This page gives an overview of security best practices that should be applied to a Wazo installation. This is not an exhaustive documentation but a starting point that should be read to avoid common security issues.

Most of this page is aimed at servers that are accessible from the Internet.


Wazo comes with a pre-configured fail2ban. Fail2ban will block IP addresses that tried and failed to gain access to the server. There are 3 jails that a configured.


The asterisk-xivo jail watches the Asterisk log file for failed registration attempts.

This jail protects against brute force attacks attempting to guess SIP accounts usernames and password.


The xivo-provd jail will block attempts to create new devices and request for configuration files.

This jail has two goals:

  • limiting DOS attacks by creating new devices repeatedly
  • protecting against brute force attacks attempting to guess configuration file names.


The sshd jail protects against SSH brute force attacks.


Wazo comes with iptables installed but does not configure any security rules. The only interaction Wazo has with iptables are:

  • fail2ban
  • wazo-upgrade blocks SIP trafic during an upgrade, to avoid SIP phones to become temporarily unusable after the upgrade.

It is highly recommended that you configure firewall rules on your Wazo.


Your devices, phones and VoIP gateways, should not be accessible from the Internet. If you have no choice, then the passwords should be changed. Most phones have two different passwords: admin and user passwords.

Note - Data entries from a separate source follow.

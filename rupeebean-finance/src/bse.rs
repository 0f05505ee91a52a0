//! Bombay Stock Exchange company list and prices.
//!
//! The active-equity list is cached in `bse.json` and refreshed when it is
//! more than two days old. Refreshing merges by ISIN so companies that drop
//! off the exchange list stay resolvable.

use std::collections::HashMap;
use std::fs;
use std::path::Path;
use std::sync::OnceLock;

use anyhow::{anyhow, bail, Context, Result};
use chrono::{DateTime, Local, NaiveDate};
use regex::Regex;
use reqwest::header::{HeaderMap, HeaderValue, REFERER, USER_AGENT};
use rust_decimal::Decimal;
use serde_json::{Map, Value};
use tracing::{debug, info};

use rupeebean_core::ledger::{Commodity, Directive, Meta};
use rupeebean_core::render::render_all;

pub const TICKER_KEY: &str = "scrip_id";
pub const ISIN_KEY: &str = "ISIN_NUMBER";
pub const SCRIP_CODE_KEY: &str = "SCRIP_CD";
/// Weighted average price in the quote response.
pub const PRICE_KEY: &str = "wap";

/// Price source named in commodity metadata; see [`crate::yahoo`].
pub const PRICE_SOURCE: &str = "rupeebean.yahoo";

const LIST_URL: &str = "https://api.bseindia.com/BseIndiaAPI/api/ListofScripData/w?Group=&Scripcode=&industry=&segment=Equity&status=Active";
const QUOTE_URL: &str = "https://api.bseindia.com/BseIndiaAPI/api/StockTrading/w?flag=&quotetype=EQ&scripcode=";
const BROWSER_AGENT: &str = "Mozilla/5.0 (Macintosh; Intel Mac OS X 10_15_7) AppleWebKit/537.36 (KHTML, like Gecko) Chrome/120.0.0.0 Safari/537.36";
const REFRESH_AFTER_DAYS: i64 = 2;

/// One company as the exchange lists it. Unknown fields are kept as-is.
pub type Company = Map<String, Value>;

/// Resolve an ISIN to the commodity name used in the ledger.
pub trait TickerLookup {
    fn isin_to_ticker(&self, isin: &str) -> Result<String>;
}

fn leading_digit_re() -> &'static Regex {
    static RE: OnceLock<Regex> = OnceLock::new();
    RE.get_or_init(|| Regex::new(r"^\d").expect("leading digit regex"))
}

/// Make an exchange ticker a valid commodity: `AR&M` -> `AR-AND-M`,
/// `20MICRONS` -> `N-20MICRONS`.
pub fn sanitize_ticker(ticker: &str) -> String {
    let mut out = if leading_digit_re().is_match(ticker) {
        format!("N-{ticker}")
    } else {
        ticker.to_string()
    };
    out = out.replace('&', "-AND-");
    out.retain(|c| c != ' ');
    out
}

fn field<'a>(company: &'a Company, key: &str) -> Option<&'a str> {
    company.get(key).and_then(Value::as_str)
}

/// Numbers arrive either as JSON numbers or as strings.
fn decimal_of(value: &Value) -> Result<Decimal> {
    let text = match value {
        Value::String(s) => s.trim().to_string(),
        Value::Number(n) => n.to_string(),
        other => bail!("expected a number, got {other}"),
    };
    text.parse::<Decimal>()
        .with_context(|| format!("invalid number {text:?}"))
}

#[derive(Debug, Clone, Default)]
pub struct BseSnapshot {
    companies: Vec<Company>,
    by_isin: HashMap<String, usize>,
}

impl BseSnapshot {
    pub fn from_companies(companies: Vec<Company>) -> Self {
        let by_isin = companies
            .iter()
            .enumerate()
            .filter_map(|(i, c)| field(c, ISIN_KEY).map(|isin| (isin.to_string(), i)))
            .collect();
        Self { companies, by_isin }
    }

    pub fn load(path: &Path) -> Result<Self> {
        let raw = fs::read_to_string(path).with_context(|| format!("read {}", path.display()))?;
        let value: Value =
            serde_json::from_str(&raw).with_context(|| format!("parse {}", path.display()))?;
        Ok(Self::from_companies(companies_of(value)?))
    }

    pub fn save(&self, path: &Path) -> Result<()> {
        if let Some(dir) = path.parent() {
            fs::create_dir_all(dir).with_context(|| format!("create {}", dir.display()))?;
        }
        let json = serde_json::to_string(&self.companies)?;
        fs::write(path, json).with_context(|| format!("write {}", path.display()))
    }

    pub fn companies(&self) -> &[Company] {
        &self.companies
    }

    pub fn company(&self, isin: &str) -> Option<&Company> {
        self.by_isin.get(isin).map(|&i| &self.companies[i])
    }

    /// `fresh` laid over `old` by ISIN: fresh entries win, nothing is dropped.
    pub fn merge(old: Vec<Company>, fresh: Vec<Company>) -> Self {
        let mut merged = Self::from_companies(old);
        for company in fresh {
            let Some(isin) = field(&company, ISIN_KEY).map(str::to_string) else {
                debug!("company without ISIN ignored");
                continue;
            };
            match merged.by_isin.get(&isin) {
                Some(&i) => merged.companies[i] = company,
                None => {
                    merged.by_isin.insert(isin, merged.companies.len());
                    merged.companies.push(company);
                }
            }
        }
        merged
    }

    pub fn scrip_code(&self, isin: &str) -> Result<String> {
        let company = self
            .company(isin)
            .ok_or_else(|| anyhow!("ISIN {isin} not found in BSE data"))?;
        match company.get(SCRIP_CODE_KEY) {
            Some(Value::String(s)) => Ok(s.clone()),
            Some(Value::Number(n)) => Ok(n.to_string()),
            _ => bail!("ISIN {isin} has no scrip code"),
        }
    }

    /// Exchange ticker whose sanitized form is `ticker`.
    pub fn unsanitize_ticker(&self, ticker: &str) -> Result<String> {
        self.companies
            .iter()
            .filter_map(|c| field(c, TICKER_KEY))
            .find(|t| sanitize_ticker(t) == ticker)
            .map(str::to_string)
            .ok_or_else(|| anyhow!("ticker {ticker} not found in BSE data"))
    }

    pub fn ticker_to_isin(&self, ticker: &str) -> Result<String> {
        let raw = self.unsanitize_ticker(ticker)?;
        self.companies
            .iter()
            .find(|c| field(c, TICKER_KEY) == Some(raw.as_str()))
            .and_then(|c| field(c, ISIN_KEY))
            .map(str::to_string)
            .ok_or_else(|| anyhow!("ticker {ticker} has no ISIN"))
    }

    /// `RELIANCE` -> `rupeebean.yahoo/RELIANCE.BO`
    pub fn ticker_to_price_source(&self, ticker: &str) -> Result<String> {
        let raw = self.unsanitize_ticker(ticker)?;
        Ok(format!("{PRICE_SOURCE}/{raw}.BO"))
    }

    /// A commodity declaration with its price source for every company.
    pub fn commodities(&self) -> Vec<Directive> {
        let epoch = NaiveDate::from_ymd_opt(2000, 1, 1).unwrap_or_default();
        self.companies
            .iter()
            .filter_map(|c| field(c, TICKER_KEY))
            .map(|raw| {
                let mut meta = Meta::new();
                meta.insert("price", format!("{PRICE_SOURCE}/{raw}.BO"));
                Commodity {
                    date: epoch,
                    currency: sanitize_ticker(raw),
                    meta,
                }
                .into()
            })
            .collect()
    }

    pub fn export_commodity_declarations(&self) -> String {
        render_all(&self.commodities())
    }
}

impl TickerLookup for BseSnapshot {
    fn isin_to_ticker(&self, isin: &str) -> Result<String> {
        self.company(isin)
            .and_then(|c| field(c, TICKER_KEY))
            .map(sanitize_ticker)
            .ok_or_else(|| anyhow!("ISIN {isin} not found in BSE data"))
    }
}

fn companies_of(value: Value) -> Result<Vec<Company>> {
    let Value::Array(items) = value else {
        bail!("BSE data is not a list of companies; the API may have changed");
    };
    items
        .into_iter()
        .map(|item| match item {
            Value::Object(map) => Ok(map),
            other => bail!("BSE company entry is not an object: {other}"),
        })
        .collect()
}

/// Snapshot missing, unreadable, or last written more than two days before `today`.
pub fn needs_refresh(path: &Path, today: NaiveDate) -> bool {
    let Ok(modified) = fs::metadata(path).and_then(|m| m.modified()) else {
        return true;
    };
    let written = DateTime::<Local>::from(modified).date_naive();
    (today - written).num_days() > REFRESH_AFTER_DAYS
}

pub struct BseClient {
    http: reqwest::Client,
    snapshot: BseSnapshot,
}

fn http_client() -> Result<reqwest::Client> {
    let mut headers = HeaderMap::new();
    headers.insert(USER_AGENT, HeaderValue::from_static(BROWSER_AGENT));
    headers.insert(REFERER, HeaderValue::from_static("https://www.bseindia.com/"));
    reqwest::Client::builder()
        .default_headers(headers)
        .build()
        .context("build BSE http client")
}

impl BseClient {
    /// Load the snapshot at `path`, refreshing it from the exchange when stale.
    pub async fn open(path: &Path) -> Result<Self> {
        let http = http_client()?;
        let today = Local::now().date_naive();
        let snapshot = if needs_refresh(path, today) {
            info!(path = %path.display(), "refreshing BSE company list");
            let fresh = fetch_companies(&http).await?;
            let old = if path.exists() {
                BseSnapshot::load(path)?.companies
            } else {
                Vec::new()
            };
            let merged = BseSnapshot::merge(old, fresh);
            merged.save(path)?;
            merged
        } else {
            debug!(path = %path.display(), "using cached BSE company list");
            BseSnapshot::load(path)?
        };
        Ok(Self { http, snapshot })
    }

    /// Work from an existing snapshot without touching the cache file.
    pub fn with_snapshot(snapshot: BseSnapshot) -> Result<Self> {
        Ok(Self {
            http: http_client()?,
            snapshot,
        })
    }

    pub fn snapshot(&self) -> &BseSnapshot {
        &self.snapshot
    }

    pub fn into_snapshot(self) -> BseSnapshot {
        self.snapshot
    }

    /// Weighted average price of today's trades.
    pub async fn isin_to_price(&self, isin: &str) -> Result<Decimal> {
        let code = self.snapshot.scrip_code(isin)?;
        let resp = self
            .http
            .get(format!("{QUOTE_URL}{code}"))
            .send()
            .await
            .with_context(|| format!("fetch price for ISIN {isin}"))?;
        let status = resp.status();
        if !status.is_success() {
            bail!("failed to fetch price for ISIN {isin}: status {status}");
        }
        let body: Value = resp.json().await.context("parse BSE quote")?;
        let wap = body
            .get(PRICE_KEY)
            .ok_or_else(|| anyhow!("BSE quote for {isin} has no `{PRICE_KEY}`"))?;
        decimal_of(wap)
    }

    pub async fn ticker_to_price(&self, ticker: &str) -> Result<Decimal> {
        let isin = self.snapshot.ticker_to_isin(ticker)?;
        self.isin_to_price(&isin).await
    }
}

impl TickerLookup for BseClient {
    fn isin_to_ticker(&self, isin: &str) -> Result<String> {
        self.snapshot.isin_to_ticker(isin)
    }
}

async fn fetch_companies(http: &reqwest::Client) -> Result<Vec<Company>> {
    let resp = http
        .get(LIST_URL)
        .send()
        .await
        .context("fetch BSE company list")?;
    let status = resp.status();
    if !status.is_success() {
        bail!("failed to fetch BSE data: status {status}");
    }
    let value: Value = resp.json().await.context("parse BSE company list")?;
    let companies = companies_of(value)?;
    info!(companies = companies.len(), "downloaded BSE company list");
    Ok(companies)
}

#[cfg(test)]
mod tests {
    use super::*;
    use serde_json::json;

    fn company(isin: &str, ticker: &str, code: &str) -> Company {
        match json!({
            "ISIN_NUMBER": isin,
            "scrip_id": ticker,
            "SCRIP_CD": code,
            "Scrip_Name": format!("{ticker} Ltd"),
            "Status": "Active",
        }) {
            Value::Object(map) => map,
            _ => unreachable!(),
        }
    }

    fn snapshot() -> BseSnapshot {
        BseSnapshot::from_companies(vec![
            company("INE002A01018", "RELIANCE", "500325"),
            company("INE0ABC01010", "AR&M", "540000"),
            company("INE144J01027", "20MICRONS", "533022"),
        ])
    }

    #[test]
    fn test_sanitize_ticker() {
        assert_eq!(sanitize_ticker("AR&M"), "AR-AND-M");
        assert_eq!(sanitize_ticker("20MICRONS"), "N-20MICRONS");
        assert_eq!(sanitize_ticker("M M FORGINGS"), "MMFORGINGS");
        assert_eq!(sanitize_ticker("RELIANCE"), "RELIANCE");
    }

    #[test]
    fn test_lookups() {
        let s = snapshot();
        assert_eq!(s.isin_to_ticker("INE0ABC01010").unwrap(), "AR-AND-M");
        assert_eq!(s.unsanitize_ticker("N-20MICRONS").unwrap(), "20MICRONS");
        assert_eq!(s.ticker_to_isin("AR-AND-M").unwrap(), "INE0ABC01010");
        assert_eq!(s.scrip_code("INE002A01018").unwrap(), "500325");
        assert_eq!(
            s.ticker_to_price_source("RELIANCE").unwrap(),
            "rupeebean.yahoo/RELIANCE.BO"
        );
        assert!(s.isin_to_ticker("INE999Z01010").is_err());
        assert!(s.unsanitize_ticker("NOPE").is_err());
    }

    #[test]
    fn test_merge_keeps_old_entries_and_prefers_fresh() {
        let old = vec![
            company("INE002A01018", "RELIANCE", "500325"),
            company("INE000DELIST", "GONE", "1"),
        ];
        let fresh = vec![
            company("INE002A01018", "RELIANCE", "999999"),
            company("INE0NEW01010", "NEWCO", "2"),
        ];
        let merged = BseSnapshot::merge(old, fresh);
        assert_eq!(merged.companies().len(), 3);
        assert_eq!(merged.scrip_code("INE002A01018").unwrap(), "999999");
        assert!(merged.company("INE000DELIST").is_some());
        assert_eq!(field(&merged.companies()[2], TICKER_KEY), Some("NEWCO"));
    }

    #[test]
    fn test_save_and_load_preserves_unknown_fields() {
        let dir = tempfile::tempdir().unwrap();
        let path = dir.path().join("state").join("bse.json");
        snapshot().save(&path).unwrap();
        let loaded = BseSnapshot::load(&path).unwrap();
        assert_eq!(loaded.companies().len(), 3);
        let reliance = loaded.company("INE002A01018").unwrap();
        assert_eq!(field(reliance, "Scrip_Name"), Some("RELIANCE Ltd"));
    }

    #[test]
    fn test_non_list_snapshot_is_an_error() {
        assert!(companies_of(json!({"error": "blocked"})).is_err());
        assert!(companies_of(json!([1, 2])).is_err());
    }

    #[test]
    fn test_needs_refresh() {
        let dir = tempfile::tempdir().unwrap();
        let path = dir.path().join("bse.json");
        let today = Local::now().date_naive();
        assert!(needs_refresh(&path, today));
        fs::write(&path, "[]").unwrap();
        assert!(!needs_refresh(&path, today));
        assert!(!needs_refresh(&path, today + chrono::Duration::days(2)));
        assert!(needs_refresh(&path, today + chrono::Duration::days(3)));
    }

    #[test]
    fn test_commodity_declarations() {
        let out = snapshot().export_commodity_declarations();
        assert!(out.starts_with("2000-01-01 commodity RELIANCE\n  price: \"rupeebean.yahoo/RELIANCE.BO\"\n"));
        assert!(out.contains("2000-01-01 commodity AR-AND-M\n  price: \"rupeebean.yahoo/AR&M.BO\"\n"));
        assert!(out.contains("commodity N-20MICRONS"));
    }

    #[test]
    fn test_decimal_of_string_or_number() {
        assert_eq!(decimal_of(&json!("2501.35")).unwrap(), "2501.35".parse::<Decimal>().unwrap());
        assert_eq!(decimal_of(&json!(120.5)).unwrap(), "120.5".parse::<Decimal>().unwrap());
        assert!(decimal_of(&json!(null)).is_err());
    }
}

Some devices allow Wazo to change the password from the auto provisioning system. To change the default values from the web-interface go to Configuration ‣ Provisioning ‣ Template device.

For other devices, you need to change the passwords manually.

Open ports

See the list of network ports that are listening to in the Network page. Change the service configurations for services that do not need to be accessible.